The Advantages of Heating Your Home With Wood

If you’ve been using natural gas, propane, or oil to stay cozy during cold weather, consider switching to a wood heating system. You can opt for whole pieces of wood or easy-to-buy pellets. Biomass boilers — which use natural wood — come in several different styles, making them a good fit in many different house styles. For residential use, the primary options for boilers are those that heat with either wood pellets or cordwood, also known as firewood.

Heating with wood offers many advantages, from independence and cost savings to a lower carbon footprint. Let’s explore everything wood fuel has to offer.

Pros of Heating Your Home With Wood

Heating your home with wood comes with a long list of benefits, including:

1. Lower Fuel Costs

For many people, using wood fuels is the best way to save on heating costs. Wood pellets use low-value wood that might otherwise go to waste, making them exceptionally affordable. Better still, if you harvest your own wood, you can virtually eliminate heating costs.

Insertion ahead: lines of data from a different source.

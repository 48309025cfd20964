//! # KarmaPropagator
//!
//! Applies and reverses the side effects of a vote on the people involved:
//! author karma, automatic group grants, per-type vote counters, and the
//! max-score milestones of posts. Every operation runs inside the caller's
//! vote transaction.

use std::sync::Arc;

use async_trait::async_trait;
use chrono::{DateTime, Utc};
use domains::{
    CollectionName, CounterDirection, KarmaChange, KarmaNotifier, Result, UserId, Vote, VoteTransaction,
    VoteType, VoteableDocument, SCORE_MILESTONES,
};
use tracing::{info, warn};

use crate::power::crosses_small_vote_threshold;

/// Groups granted automatically once a user's karma reaches the threshold.
/// Never revoked automatically.
pub const KARMA_GROUPS: [(&str, i64); 2] = [("canModeratePersonal", 50), ("trustLevel1", 2000)];

pub struct KarmaPropagator {
    notifier: Arc<dyn KarmaNotifier>,
}

impl KarmaPropagator {
    pub fn new(notifier: Arc<dyn KarmaNotifier>) -> Self {
        Self { notifier }
    }

    /// Adds `power` to the karma of every author, unless the vote is a self-vote
    /// or targets a collection that carries no karma.
    ///
    /// Returns the changes that crossed the small-vote threshold. They are
    /// only announced through [`notify`](Self::notify) once the caller's
    /// transaction has committed.
    pub async fn apply_karma(
        &self,
        tx: &mut dyn VoteTransaction,
        collection: CollectionName,
        author_ids: &[UserId],
        voting_user_id: UserId,
        power: i64,
    ) -> Result<Vec<KarmaChange>> {
        if !collection.affects_karma() || author_ids.contains(&voting_user_id) || author_ids.is_empty() {
            return Ok(Vec::new());
        }

        let changes = tx.adjust_karma(author_ids, power).await?;
        let mut crossings = Vec::new();
        for change in changes {
            for (group, threshold) in KARMA_GROUPS {
                if change.new_karma >= threshold && !change.groups.contains(group) {
                    tx.add_user_group(change.user_id, group).await?;
                    info!(user_id = %change.user_id, group, karma = change.new_karma, "granted karma group");
                }
            }
            if crosses_small_vote_threshold(change.old_karma, change.new_karma) {
                crossings.push(change);
            }
        }
        Ok(crossings)
    }

    /// Delivers threshold notifications collected from committed karma changes.
    pub async fn notify(&self, crossings: &[KarmaChange]) {
        for change in crossings {
            // delivery is not allowed to fail the vote
            if let Err(err) = self
                .notifier
                .karma_threshold_crossed(change.user_id, change.old_karma, change.new_karma)
                .await
            {
                warn!(user_id = %change.user_id, error = %err, "karma threshold notification failed");
            }
        }
    }

    /// Moves the caster's "cast" counters and every author's "received"
    /// counters by `amount` (+1 on cast, -1 on reversal).
    pub async fn apply_vote_counts(
        &self,
        tx: &mut dyn VoteTransaction,
        author_ids: &[UserId],
        user_id: UserId,
        vote_type: VoteType,
        amount: i64,
    ) -> Result<()> {
        if vote_type == VoteType::Neutral || author_ids.contains(&user_id) {
            return Ok(());
        }
        tx.adjust_vote_counters(&[user_id], CounterDirection::Cast, vote_type, amount)
            .await?;
        tx.adjust_vote_counters(author_ids, CounterDirection::Received, vote_type, amount)
            .await?;
        Ok(())
    }

    /// Raises a post's `max_base_score` and stamps the first crossing of each
    /// milestone. Returns the milestones crossed for the first time.
    pub async fn bump_max_score(
        &self,
        tx: &mut dyn VoteTransaction,
        document: &VoteableDocument,
        now: DateTime<Utc>,
    ) -> Result<Vec<i64>> {
        let Some(post) = document.as_post() else {
            return Ok(Vec::new());
        };
        let base_score = document.scores.base_score;
        if base_score <= post.max_base_score {
            return Ok(Vec::new());
        }

        let mut milestones = post.milestones.clone();
        let crossed: Vec<i64> = SCORE_MILESTONES
            .into_iter()
            .filter(|threshold| base_score >= *threshold && milestones.mark(*threshold, now))
            .collect();
        tx.write_post_milestones(document.id, base_score, &milestones).await?;

        for threshold in &crossed {
            info!(post_id = %document.id, threshold, "post exceeded score milestone");
        }
        Ok(crossed)
    }

    /// Karma and counter effects of a newly cast vote.
    pub async fn apply_vote(&self, tx: &mut dyn VoteTransaction, vote: &Vote) -> Result<Vec<KarmaChange>> {
        let crossings = self
            .apply_karma(tx, vote.collection_name, &vote.author_ids, vote.user_id, vote.power)
            .await?;
        self.apply_vote_counts(tx, &vote.author_ids, vote.user_id, vote.vote_type, 1)
            .await?;
        Ok(crossings)
    }

    /// Undoes [`apply_vote`](Self::apply_vote) using the author snapshot stored on the vote.
    pub async fn reverse_vote(&self, tx: &mut dyn VoteTransaction, vote: &Vote) -> Result<Vec<KarmaChange>> {
        let crossings = self
            .apply_karma(tx, vote.collection_name, &vote.author_ids, vote.user_id, -vote.power)
            .await?;
        self.apply_vote_counts(tx, &vote.author_ids, vote.user_id, vote.vote_type, -1)
            .await?;
        Ok(crossings)
    }
}

/// Stand-in notifier that only logs threshold crossings.
#[derive(Debug, Default, Clone, Copy)]
pub struct LoggingKarmaNotifier;

#[async_trait]
impl KarmaNotifier for LoggingKarmaNotifier {
    async fn karma_threshold_crossed(&self, user_id: UserId, old_karma: i64, new_karma: i64) -> anyhow::Result<()> {
        info!(%user_id, old_karma, new_karma, "small vote power changed");
        Ok(())
    }
}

Today’s high efficiency boilers can generate more heat with less fuel, and the wood is locally sourced, which helps reduce transportation costs. To use wood fuels is to shop locally.   Whether using wood pellets or cordwood, money spent on wood fuels stays in the local economy, benefiting your community.

2. Availability

While no industry is immune from ups and downs, wood fuel pricing is far less volatile than oil and gas pricing.  Cordwood is unique in that it is available from a large number of sources or even right from your backyard. Wood is almost always available, even in an emergency.  There is great satisfaction from having a winter’s worth of energy stored and ready for use. With cordwood, your home’s heating can be entirely independent of other energy providers.

3. Environmental Friendliness

Using wood products for heating is much better for the planet than non-renewable fossil fuels for several reasons:

They’re good for forests: Harvesting low-value wood helps wooded areas, working like weeding a garden.  Forests with straight and healthy trees are highly valued and tend to remain as forests rather than being developed or turned into cropland.  Healthy forests are more resilient to climate change and invasive pests.

High efficiency: Modern wood-burning systems are exceptionally efficient in making the most of every piece of wood you put in.  Today’s wood burning boilers are EPA Certified and produce very small quantities of particulates.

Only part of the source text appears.